Sunday, June 20, 2010

Friends and Hopewell Rocks Rock

After the inspection we went through for our two hour visit to Campobello Island we approached the border crossing at Calais, Maine with great trepidation. There was no one in line when we drove up and we figured we were in for a long looking over. The guard asked where we were from, how long we were staying in Canada, did we have any guns, booze or tobacco and then wished us a good day and sent us on our way. The whole thing took less than two minutes. Phew!!!
Our first stop in New Brunswick was Ponderosa Pines Campground on the Bay of Fundy. This is an excellent place to stay to see the affects of the bay's huge tides at Hopewell Rocks. The tide the day we were there was over 42 feet high and the shoreline at low tide was 160 feet from were it was at the high point. The height of the tide depends on the phase of the moon with full and new moons producing the highest. The tide rises at six to eight feet an hour and if you stood a couple of feet from the water looking at the impressive rocks, your feet would soon be wet. Over 100 billion tons of water enters and exits the bay twice a day. This is equal to all the water all the world's rivers discharge into the oceans each day. Seeing the tide is impressive and make sure if you visit that you have several hours so you can walk on the bottom and then see how it changes as the tide comes in.
These pictures show the difference in the tide at the bottom of the stairs. On the right it is already two hours after the lowest tide. The kayak tours are always near high tide so if someone runs aground they will soon be floated off by the rising water. Getting grounded during a receding tide could result in being stuck.
This peregrine falcon chick was up on a ledge of one of the flowerpots waiting for mom to return with a meal.
Here we are standing on the bottom of the ocean. The rock formations are called flowerpots because of the mini forests growing on top of them.
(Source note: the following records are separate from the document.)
//! Offline name-pattern classifier
//!
//! Recognises lipid shorthand (`DG(`, `PC(`, `TG(`, `Cer(`), acyl-carnitines
//! and a handful of amino acids, and returns canned synonyms, class and
//! description. Useful for entities with placeholder IDs that no database
//! resolves.

use super::{SourceAdapter, SourceError, SourcePayload};
use crate::types::{put_list, put_text, CanonicalField, FieldMap, Lookup, SourceKind};
use async_trait::async_trait;
use regex::Regex;
use std::sync::OnceLock;

/// One recognised family
#[derive(Debug, Clone, Copy, PartialEq, Eq)]
pub struct ContextPattern {
    pub family: &'static str,
    pub synonyms: &'static [&'static str],
    pub chemical_class: &'static str,
    pub description: &'static str,
}

const DIGLYCERIDE: ContextPattern = ContextPattern {
    family: "Diglyceride",
    synonyms: &["Diacylglycerol", "DAG", "1,2-Diacyl-sn-glycerol"],
    chemical_class: "Glycerolipid",
    description: "Lipid molecule involved in fat metabolism and cellular signaling pathways.",
};

const PHOSPHATIDYLCHOLINE: ContextPattern = ContextPattern {
    family: "Phosphatidylcholine",
    synonyms: &["PC", "Lecithin", "Phosphocholine"],
    chemical_class: "Phospholipid",
    description: "Major component of cell membranes and involved in lipid transport.",
};

const TRIGLYCERIDE: ContextPattern = ContextPattern {
    family: "Triglyceride",
    synonyms: &["Triacylglycerol", "TAG", "Neutral fat"],
    chemical_class: "Triacylglycerol",
    description: "Storage form of fat in adipose tissue and major energy reserve.",
};

const CERAMIDE: ContextPattern = ContextPattern {
    family: "Ceramide",
    synonyms: &["Ceramide", "N-acylsphingosine"],
    chemical_class: "Sphingolipid",
    description: "Sphingolipid involved in cell membrane structure and signaling.",
};

const ACYLCARNITINE: ContextPattern = ContextPattern {
    family: "Acylcarnitine",
    synonyms: &["Acylcarnitine", "Fatty acid carnitine ester"],
    chemical_class: "Acylcarnitine",
    description: "Fatty acid derivative involved in fatty acid oxidation and energy metabolism.",
};

const AMINO_ACID: ContextPattern = ContextPattern {
    family: "Amino acid",
    synonyms: &["Amino acid"],
    chemical_class: "Amino acid",
    description: "Building block of proteins involved in various metabolic processes.",
};

const AMINO_ACID_NAMES: [&str; 5] = ["leucine", "glycine", "alanine", "valine", "isoleucine"];

// Acyl-carnitine shorthand such as C2, C16:1, C5-DC
fn carnitine_shorthand() -> &'static Regex {
    static PATTERN: OnceLock<Regex> = OnceLock::new();
    PATTERN.get_or_init(|| Regex::new(r"^C\d+(:\d+)?\b").expect("static regex"))
}

/// First matching family for a metabolite name (checked in fixed order)
pub fn classify(name: &str) -> Option<&'static ContextPattern> {
    let name = name.trim();
    let lower = name.to_lowercase();

    if name.contains("DG(") || lower.contains("diglyceride") {
        Some(&DIGLYCERIDE)
    } else if name.contains("PC(") || lower.contains("phosphatidylcholine") {
        Some(&PHOSPHATIDYLCHOLINE)
    } else if name.contains("TG(") || lower.contains("triglyceride") {
        Some(&TRIGLYCERIDE)
    } else if lower.contains("ceramide") || lower.contains("cer(") {
        Some(&CERAMIDE)
    } else if lower.contains("carnitine") || carnitine_shorthand().is_match(name) {
        Some(&ACYLCARNITINE)
    } else if AMINO_ACID_NAMES.iter().any(|aa| lower.contains(aa)) {
        Some(&AMINO_ACID)
    } else {
        None
    }
}

fn pattern_fields(pattern: &ContextPattern) -> FieldMap {
    let mut fields = FieldMap::new();
    put_list(&mut fields, CanonicalField::Synonyms, pattern.synonyms.iter().copied());
    put_list(&mut fields, CanonicalField::ChemicalClasses, [pattern.chemical_class]);
    put_text(&mut fields, CanonicalField::Class, pattern.chemical_class);
    put_text(&mut fields, CanonicalField::Description, pattern.description);
    fields
}

#[derive(Debug, Default)]
pub struct ContextualClassifier;

impl ContextualClassifier {
    pub fn new() -> Self {
        Self
    }
}

#[async_trait]
impl SourceAdapter for ContextualClassifier {
    fn kind(&self) -> SourceKind {
        SourceKind::Contextual
    }

    fn accepts(&self, lookup: &Lookup) -> bool {
        lookup.is_name_only() && !lookup.entity_name.trim().is_empty()
    }

    async fn fetch(&self, lookup: &Lookup) -> Result<SourcePayload, SourceError> {
        let pattern = classify(&lookup.entity_name).ok_or_else(|| {
            SourceError::NotFound(format!("no known pattern for '{}'", lookup.entity_name))
        })?;
        Ok(SourcePayload::from_fields(pattern_fields(pattern)))
    }
}
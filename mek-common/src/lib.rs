//! # MEK Common Library
//!
//! Shared code for the metabolite enrichment kit crates:
//! - Common error and result types
//! - Configuration file and root folder resolution
//! - Atomic file writes for persisted JSON/TOML documents
//! - SQLite pool initialisation
//! - Tracing subscriber setup

pub mod config;
pub mod db;
pub mod error;
pub mod logging;

pub use error::{Error, Result};
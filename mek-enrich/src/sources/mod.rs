//! Source adapters
//!
//! Every external data source implements [`SourceAdapter`]. The orchestrator
//! iterates adapters generically in configured priority order; nothing in the
//! core branches on which source it is talking to.
//!
//! Adapters return `Err(SourceError)` for every failure. They never panic and
//! never build `PartialRecord`s themselves: the orchestrator owns timing,
//! caching and the failed-record shape.

use crate::error::EnrichError;
use crate::types::{FieldMap, Lookup, SourceErrorKind, SourceKind};
use async_trait::async_trait;
use thiserror::Error;

pub mod assistant_client;
pub mod contextual;
pub mod hmdb_client;
pub mod pubchem_client;

pub use assistant_client::AssistantClient;
pub use contextual::ContextualClassifier;
pub use hmdb_client::HmdbClient;
pub use pubchem_client::PubChemClient;

/// Fields returned by one successful adapter call
#[derive(Debug, Clone, Default, PartialEq)]
pub struct SourcePayload {
    pub fields: FieldMap,
    /// Adapter-reported completeness
    pub success: bool,
}

impl SourcePayload {
    /// Payload whose success flag is "at least one non-empty field"
    pub fn from_fields(fields: FieldMap) -> Self {
        let success = fields.values().any(|v| !v.is_empty());
        Self { fields, success }
    }

    /// Payload with an explicit success flag
    pub fn with_success(fields: FieldMap, success: bool) -> Self {
        Self { fields, success }
    }
}

/// Typed adapter failure
#[derive(Debug, Clone, Error, PartialEq, Eq)]
pub enum SourceError {
    #[error("request timed out: {0}")]
    Timeout(String),

    #[error("not found: {0}")]
    NotFound(String),

    #[error("malformed response: {0}")]
    MalformedResponse(String),

    #[error("rate limited: {0}")]
    RateLimited(String),

    #[error("source unavailable: {0}")]
    Unavailable(String),
}

impl SourceError {
    pub fn kind(&self) -> SourceErrorKind {
        match self {
            SourceError::Timeout(_) => SourceErrorKind::Timeout,
            SourceError::NotFound(_) => SourceErrorKind::NotFound,
            SourceError::MalformedResponse(_) => SourceErrorKind::MalformedResponse,
            SourceError::RateLimited(_) => SourceErrorKind::RateLimited,
            SourceError::Unavailable(_) => SourceErrorKind::Unavailable,
        }
    }

    /// Map onto the enrichment error taxonomy (used for logging)
    pub fn class(&self, source: SourceKind, key: &str) -> EnrichError {
        match self {
            SourceError::NotFound(msg) | SourceError::MalformedResponse(msg) => {
                EnrichError::SourceDataIncomplete {
                    source_kind: source,
                    key: key.to_string(),
                    message: msg.clone(),
                }
            }
            SourceError::Timeout(msg)
            | SourceError::RateLimited(msg)
            | SourceError::Unavailable(msg) => EnrichError::SourceUnavailable {
                source_kind: source,
                key: key.to_string(),
                message: msg.clone(),
            },
        }
    }

    /// Map a non-success HTTP status
    pub fn from_status(status: reqwest::StatusCode, context: &str) -> Self {
        match status.as_u16() {
            404 => SourceError::NotFound(format!("{} (HTTP 404)", context)),
            429 => SourceError::RateLimited(format!("{} (HTTP 429)", context)),
            code => SourceError::Unavailable(format!("{} (HTTP {})", context, code)),
        }
    }
}

impl From<reqwest::Error> for SourceError {
    fn from(err: reqwest::Error) -> Self {
        if err.is_timeout() {
            SourceError::Timeout(err.to_string())
        } else if err.is_decode() {
            SourceError::MalformedResponse(err.to_string())
        } else if let Some(status) = err.status() {
            SourceError::from_status(status, &err.to_string())
        } else {
            SourceError::Unavailable(err.to_string())
        }
    }
}

impl From<serde_json::Error> for SourceError {
    fn from(err: serde_json::Error) -> Self {
        SourceError::MalformedResponse(err.to_string())
    }
}

/// Uniform capability implemented by every data source
#[async_trait]
pub trait SourceAdapter: Send + Sync {
    /// Source identity used for priority, cache keys and provenance
    fn kind(&self) -> SourceKind;

    /// Whether this adapter can serve the lookup (name-only or a given identifier kind)
    fn accepts(&self, lookup: &Lookup) -> bool;

    /// Perform the lookup
    async fn fetch(&self, lookup: &Lookup) -> Result<SourcePayload, SourceError>;
}

/// Shared HTTP client builder for the network adapters
pub(crate) fn build_http_client(
    timeout: std::time::Duration,
) -> Result<reqwest::Client, EnrichError> {
    reqwest::Client::builder()
        .user_agent(concat!("mek-enrich/", env!("CARGO_PKG_VERSION")))
        .timeout(timeout)
        .connect_timeout(std::time::Duration::from_secs(10).min(timeout))
        .build()
        .map_err(|e| EnrichError::Config(format!("Failed to build HTTP client: {}", e)))
}
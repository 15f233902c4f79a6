// HMDB Metabolite Client
//
// Fetches `<base_url>/<accession>.xml` and maps the metabolite record onto
// canonical fields. Accepts only `hmdb` identifiers in the HMDB0000000 form.

use super::{build_http_client, SourceAdapter, SourceError, SourcePayload};
use crate::error::EnrichError;
use crate::types::{kinds, put_list, put_text, CanonicalField, FieldMap, Lookup, SourceKind};
use async_trait::async_trait;
use quick_xml::events::Event;
use quick_xml::Reader;
use regex::Regex;
use std::sync::OnceLock;
use std::time::Duration;
use tracing::debug;

pub const DEFAULT_BASE_URL: &str = "https://hmdb.ca/metabolites";

/// Descriptions longer than this are cut and suffixed with "..."
pub const MAX_DESCRIPTION_CHARS: usize = 1000;

fn accession_pattern() -> &'static Regex {
    static PATTERN: OnceLock<Regex> = OnceLock::new();
    PATTERN.get_or_init(|| Regex::new(r"^HMDB\d{7}$").expect("static regex"))
}

/// True for a well-formed HMDB accession (`HMDB` + 7 digits)
pub fn is_valid_hmdb_id(value: &str) -> bool {
    accession_pattern().is_match(value.trim())
}

pub struct HmdbClient {
    client: reqwest::Client,
    base_url: String,
}

impl HmdbClient {
    pub fn new(base_url: Option<String>, timeout: Duration) -> Result<Self, EnrichError> {
        Ok(Self {
            client: build_http_client(timeout)?,
            base_url: base_url
                .unwrap_or_else(|| DEFAULT_BASE_URL.to_string())
                .trim_end_matches('/')
                .to_string(),
        })
    }

    fn record_url(&self, accession: &str) -> String {
        format!("{}/{}.xml", self.base_url, accession)
    }
}

#[async_trait]
impl SourceAdapter for HmdbClient {
    fn kind(&self) -> SourceKind {
        SourceKind::Hmdb
    }

    fn accepts(&self, lookup: &Lookup) -> bool {
        lookup.kind() == Some(kinds::HMDB)
    }

    async fn fetch(&self, lookup: &Lookup) -> Result<SourcePayload, SourceError> {
        let accession = lookup.key().trim();
        if !is_valid_hmdb_id(accession) {
            return Err(SourceError::NotFound(format!(
                "'{}' is not an HMDB accession",
                accession
            )));
        }

        let url = self.record_url(accession);
        debug!(accession, url = %url, "Fetching HMDB record");

        let response = self.client.get(&url).send().await?;
        if !response.status().is_success() {
            return Err(SourceError::from_status(response.status(), "HMDB record request"));
        }

        let body = response.text().await?;
        let fields = parse_metabolite_xml(&body)?;
        Ok(SourcePayload::from_fields(fields))
    }
}

/// Parsed subset of an HMDB `<metabolite>` document
#[derive(Debug, Default, PartialEq)]
pub struct HmdbMetabolite {
    pub name: String,
    pub iupac_name: String,
    pub chemical_formula: String,
    pub average_molecular_weight: String,
    pub smiles: String,
    pub inchi: String,
    pub description: String,
    pub synonyms: Vec<String>,
    pub kingdom: String,
    pub super_class: String,
    pub class: String,
    pub sub_class: String,
    pub direct_parent: String,
}

/// Map an HMDB XML document to canonical fields
pub fn parse_metabolite_xml(xml: &str) -> Result<FieldMap, SourceError> {
    let metabolite = read_metabolite(xml)?;
    Ok(metabolite_fields(metabolite))
}

fn metabolite_fields(m: HmdbMetabolite) -> FieldMap {
    let mut fields = FieldMap::new();

    put_text(&mut fields, CanonicalField::CommonName, m.name);
    put_text(&mut fields, CanonicalField::IupacName, m.iupac_name);
    put_text(&mut fields, CanonicalField::Formula, m.chemical_formula);
    put_text(&mut fields, CanonicalField::MolecularWeight, m.average_molecular_weight);
    put_text(&mut fields, CanonicalField::Smiles, m.smiles);
    put_text(&mut fields, CanonicalField::Inchi, m.inchi);
    put_text(&mut fields, CanonicalField::Description, truncate_description(&m.description));

    // Synonyms that are single characters or whole sentences are noise
    put_list(
        &mut fields,
        CanonicalField::Synonyms,
        m.synonyms.into_iter().filter(|s| {
            let len = s.trim().chars().count();
            len > 1 && len < 100
        }),
    );

    put_list(
        &mut fields,
        CanonicalField::ChemicalClasses,
        [m.super_class.clone(), m.class.clone(), m.sub_class.clone()],
    );
    put_text(&mut fields, CanonicalField::Kingdom, m.kingdom);
    put_text(&mut fields, CanonicalField::SuperClass, m.super_class);
    put_text(&mut fields, CanonicalField::Class, m.class);
    put_text(&mut fields, CanonicalField::SubClass, m.sub_class);
    put_text(&mut fields, CanonicalField::DirectParent, m.direct_parent);

    fields
}

/// Cut to `MAX_DESCRIPTION_CHARS` characters (never inside a UTF-8 sequence)
pub fn truncate_description(text: &str) -> String {
    let text = text.trim();
    match text.char_indices().nth(MAX_DESCRIPTION_CHARS) {
        Some((byte_idx, _)) => format!("{}...", &text[..byte_idx]),
        None => text.to_string(),
    }
}

/// Stream the document, collecting text of the elements we map.
///
/// Paths are relative to the root element, so nested `<description>` tags
/// (taxonomy, pathways) never overwrite the metabolite description.
fn read_metabolite(xml: &str) -> Result<HmdbMetabolite, SourceError> {
    let mut reader = Reader::from_str(xml);
    reader.config_mut().trim_text(true);

    let mut out = HmdbMetabolite::default();
    let mut path: Vec<String> = Vec::new();
    let mut text = String::new();
    let mut saw_root = false;

    loop {
        match reader.read_event() {
            Ok(Event::Start(e)) => {
                let name = String::from_utf8_lossy(e.local_name().as_ref()).into_owned();
                if path.is_empty() {
                    if name != "metabolite" {
                        return Err(SourceError::MalformedResponse(format!(
                            "unexpected root element <{}>",
                            name
                        )));
                    }
                    saw_root = true;
                }
                path.push(name);
                text.clear();
            }
            Ok(Event::Text(t)) => {
                let chunk = t
                    .unescape()
                    .map_err(|e| SourceError::MalformedResponse(e.to_string()))?;
                text.push_str(&chunk);
            }
            Ok(Event::CData(c)) => {
                text.push_str(&String::from_utf8_lossy(&c.into_inner()));
            }
            Ok(Event::End(_)) => {
                let rel: Vec<&str> = path.iter().skip(1).map(String::as_str).collect();
                assign(&mut out, &rel, text.trim());
                text.clear();
                path.pop();
            }
            Ok(Event::Eof) => break,
            Ok(_) => {}
            Err(e) => {
                return Err(SourceError::MalformedResponse(format!(
                    "XML error at byte {}: {}",
                    reader.buffer_position(),
                    e
                )))
            }
        }
    }

    if !saw_root {
        return Err(SourceError::MalformedResponse("empty HMDB document".to_string()));
    }

    Ok(out)
}

fn assign(out: &mut HmdbMetabolite, rel: &[&str], value: &str) {
    if value.is_empty() {
        return;
    }
    let slot = match rel {
        ["name"] => &mut out.name,
        ["iupac_name"] => &mut out.iupac_name,
        ["chemical_formula"] => &mut out.chemical_formula,
        ["average_molecular_weight"] => &mut out.average_molecular_weight,
        ["smiles"] => &mut out.smiles,
        ["inchi"] => &mut out.inchi,
        ["description"] => &mut out.description,
        ["taxonomy", "kingdom"] => &mut out.kingdom,
        ["taxonomy", "super_class"] => &mut out.super_class,
        ["taxonomy", "class"] => &mut out.class,
        ["taxonomy", "sub_class"] => &mut out.sub_class,
        ["taxonomy", "direct_parent"] => &mut out.direct_parent,
        ["synonyms", "synonym"] => {
            out.synonyms.push(value.to_string());
            return;
        }
        _ => return,
    };
    *slot = value.to_string();
}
These people will soon be in over their heads if they are not back to the stairs in time. There is an emergency tower at the far end of the park for anyone the rangers may miss on their final sweep. If you are stuck there you have to wait atop the tower for a few hours until the tide recedes so you can walk out.
The arch best illustrates the change during the rising water. In the third shot I made the sacrifice and waded in to show how deep it was just before the kayaks came by. The background shows the color of the water which is always a chocolate brown because the silt never settles.
This is what the stream behind the campground and every other stream flowing into the bay looks like at high and low tides. The water actually flows 'upstream' during the rising tide.Our next stop was at the home of Omer and Sylvia Mathieu in Wentworth, Nova Scotia. We met them at Betty's in the spring and they offered us a place to park overnight on our way to Newfoundland. They have a great place in the forest that is surrounded with Sylvia's beautiful flower gardens and feeders that attract many different birds. After feeding us a great meal, Omer got out his guitar and entertained us while we drank his very good homemade wine. We can't thank them enough for their hospitality and they made us feel like we have known them for years. Meeting people on the road is truly the best thing about this lifestyle.